Outside once more Ian showed us some of the interesting features in the churchyard. A splendid eighth century Celtic cross stands in front of the church. It is one of the finest in the country and a Grade I listed structure.
Above the Priest's Door of the church is a superb sundial. Made in 1775, it was originally over the main entrance to the church but was moved to its present position in 1883. Not only does it tell the local time but various places in the world are recorded around the gnomon near to the top of the dial. As the shadow passes over a name it indicates noon in that location.
Ian then showed us two very different gravestones, the first being that of Catherine Mompesson, wife of William, who died of the plague in Auguest 1666. She is the one exception to the ban on burials in the churchyard during the quarantine period. At the end of August each year a wreath of red roses is placed on her grave.
The other grave is that of cricketer Harry Bagshawe (1859-1927) who played for Derbyshire between 1887 and 1902. Between 1907 and 1923 he was a first class umpire. What an apt and splendid headstone!

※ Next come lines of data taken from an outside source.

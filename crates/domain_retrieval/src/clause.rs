//! Policy clause records

use serde::{Deserialize, Serialize};

/// A single unit of policy text with its owning insurer and topic metadata.
///
/// Records are immutable once loaded and owned exclusively by the
/// [`EvidenceIndex`](crate::EvidenceIndex); the embedding vector for a record
/// lives in the index's parallel vector array, keyed by the same ordinal.
#[derive(Debug, Clone, PartialEq, Serialize, Deserialize)]
pub struct ClauseRecord {
    /// Owning insurer (e.g. "Acko")
    pub insurer: String,
    /// Policy category (e.g. "Two Wheeler")
    pub policy_category: String,
    /// Source document identifier
    pub doc_id: Option<String>,
    /// Clause identifier within the document
    pub clause_id: Option<String>,
    /// Clause type (exclusion, condition, ...)
    pub clause_type: Option<String>,
    /// The clause text
    pub text: String,
    /// Semantic topic label (e.g. "Topic: theft burglary housebreaking")
    pub topic_label: Option<String>,
    /// Semantic topic cluster
    pub topic_cluster_id: Option<i64>,
}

From the church we walked down to the main square and then up Lydgate to the site of the Lydgate graves where George Darby and his daughter Mary are buried. This was the final stop on what was a really enjoyable and interesting tour. Ian was an excellent and informative guide who showed us not only the main plague sites but also several other lesser known facets of Eyam. Several members of the group stayed on and had lunch in Eyam and then explored the village more thoroughly in the afternoon. The perfect weather and a fascinating location combined to make this a splendid day out.
26 February 2014
A good number of us gathered in Totley library for our open meeting. A report from Pauline on the research into the Totley Rise shops got the meeting off to an interesting start. Pauline told us she has uncovered some evidence that challenges the local story that the houses on the Rise were built for the railway navvies. Her evidence appears to show that they were built before the railway came. The key to establishing the correct date for these houses is to be found in the trail of ownership of the strip of land between Baslow Road and the Totley Brook. Pauline hopes that the sale of leases and other indirect means of identifying ownership will provide enough evidence to establish for certain when the houses were built.

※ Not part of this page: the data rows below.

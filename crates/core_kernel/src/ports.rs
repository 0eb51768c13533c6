//! Port infrastructure for external collaborators
//!
//! Each domain defines trait ports for the collaborators it needs (image
//! model, tabular model, LLM backend, persistence); adapter crates implement
//! them. `PortError` is the unified failure type all adapters must use so
//! that stage boundaries can treat transport, timeout, and protocol failures
//! uniformly.

use std::fmt;
use thiserror::Error;

/// Error type for port operations
#[derive(Debug, Error)]
pub enum PortError {
    /// The requested entity was not found
    #[error("Not found: {entity_type} with id {id}")]
    NotFound { entity_type: String, id: String },

    /// A validation error occurred
    #[error("Validation error: {message}")]
    Validation {
        message: String,
        field: Option<String>,
    },

    /// Connection to the underlying system failed
    #[error("Connection error: {message}")]
    Connection {
        message: String,
        #[source]
        source: Option<Box<dyn std::error::Error + Send + Sync>>,
    },

    /// The operation timed out
    #[error("Timeout after {duration_ms}ms: {operation}")]
    Timeout { operation: String, duration_ms: u64 },

    /// The external system is unavailable
    #[error("Service unavailable: {service}")]
    ServiceUnavailable { service: String },

    /// A response could not be decoded into the expected shape
    #[error("Transformation error: {message}")]
    Transformation { message: String },

    /// An internal error occurred
    #[error("Internal error: {message}")]
    Internal {
        message: String,
        #[source]
        source: Option<Box<dyn std::error::Error + Send + Sync>>,
    },
}

impl PortError {
    /// Creates a NotFound error
    pub fn not_found(entity_type: impl Into<String>, id: impl fmt::Display) -> Self {
        PortError::NotFound {
            entity_type: entity_type.into(),
            id: id.to_string(),
        }
    }

    /// Creates a Validation error
    pub fn validation(message: impl Into<String>) -> Self {
        PortError::Validation {
            message: message.into(),
            field: None,
        }
    }

    /// Creates a Connection error
    pub fn connection(message: impl Into<String>) -> Self {
        PortError::Connection {
            message: message.into(),
            source: None,
        }
    }

    /// Creates a Timeout error
    pub fn timeout(operation: impl Into<String>, duration_ms: u64) -> Self {
        PortError::Timeout {
            operation: operation.into(),
            duration_ms,
        }
    }

    /// Creates a Transformation error
    pub fn transformation(message: impl Into<String>) -> Self {
        PortError::Transformation {
            message: message.into(),
        }
    }

    /// Creates an Internal error
    pub fn internal(message: impl Into<String>) -> Self {
        PortError::Internal {
            message: message.into(),
            source: None,
        }
    }

    /// Returns true if this error indicates a transient failure that may succeed on retry
    pub fn is_transient(&self) -> bool {
        matches!(
            self,
            PortError::Connection { .. }
                | PortError::Timeout { .. }
                | PortError::ServiceUnavailable { .. }
        )
    }

    /// Returns true if this error indicates the entity was not found
    pub fn is_not_found(&self) -> bool {
        matches!(self, PortError::NotFound { .. })
    }
}

/// Marker trait for all domain ports
///
/// All port traits should extend this marker to ensure they are
/// thread-safe and can be used in async contexts.
pub trait DomainPort: Send + Sync + 'static {}

#[cfg(test)]
mod tests {
    use super::*;

    #[test]
    fn test_port_error_not_found() {
        let error = PortError::not_found("Claim", "123");
        assert!(error.is_not_found());
        assert!(!error.is_transient());
        assert!(error.to_string().contains("Claim"));
        assert!(error.to_string().contains("123"));
    }

    #[test]
    fn test_port_error_transient() {
        let timeout = PortError::timeout("generate_explanation", 120_000);
        assert!(timeout.is_transient());

        let unavailable = PortError::ServiceUnavailable {
            service: "ollama".to_string(),
        };
        assert!(unavailable.is_transient());

        let validation = PortError::validation("Empty query");
        assert!(!validation.is_transient());
    }
}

It was suggested at the meeting that it might be productive to investigating present day land ownership and trace back from there. We look forward to hearing more about Totley Rise shops and their history. If you have any documents, information, pictures or family stories about the shops, Pauline would like to hear from you.
We are in the commemorative year of the start of the First World War and discussions have been held about how we might mark this event. It has been proposed by the Totley United Reformed Church that Totley History Group mount an exhibition at the church to coincide with the Armistice on the 8th and 9th of November. The aim of the exhibition would be to reflect the impact of war on the whole community; those who left to fight and those who stayed at home. We have focused our researches in recent years on the stories of the local men who were killed in the conflict, and without forgetting them, we would like to broaden our view to include the whole community. How did the Totley community cope during the conflict? Were there food shortages and other deprivations? Many agricultural communities had their horses seized for work at the front. Did this happen in Totley? An appeal will be made shortly to the local community for stories, photographs and memorabilia from the first war.
It has been proposed that the laurels which now surround the platform on which the Totley war memorial stands, should be cut back or removed. Enquiries have been made to the War Memorial Commissioners to establish landownership of the land on which the memorial is built, as the landowner's permission would be needed before any work could be carried out. Some help with finance for this venture might be available for the Commission and the remainder would be raised locally. THG will work with other local groups and Totley Residents' Association on this project.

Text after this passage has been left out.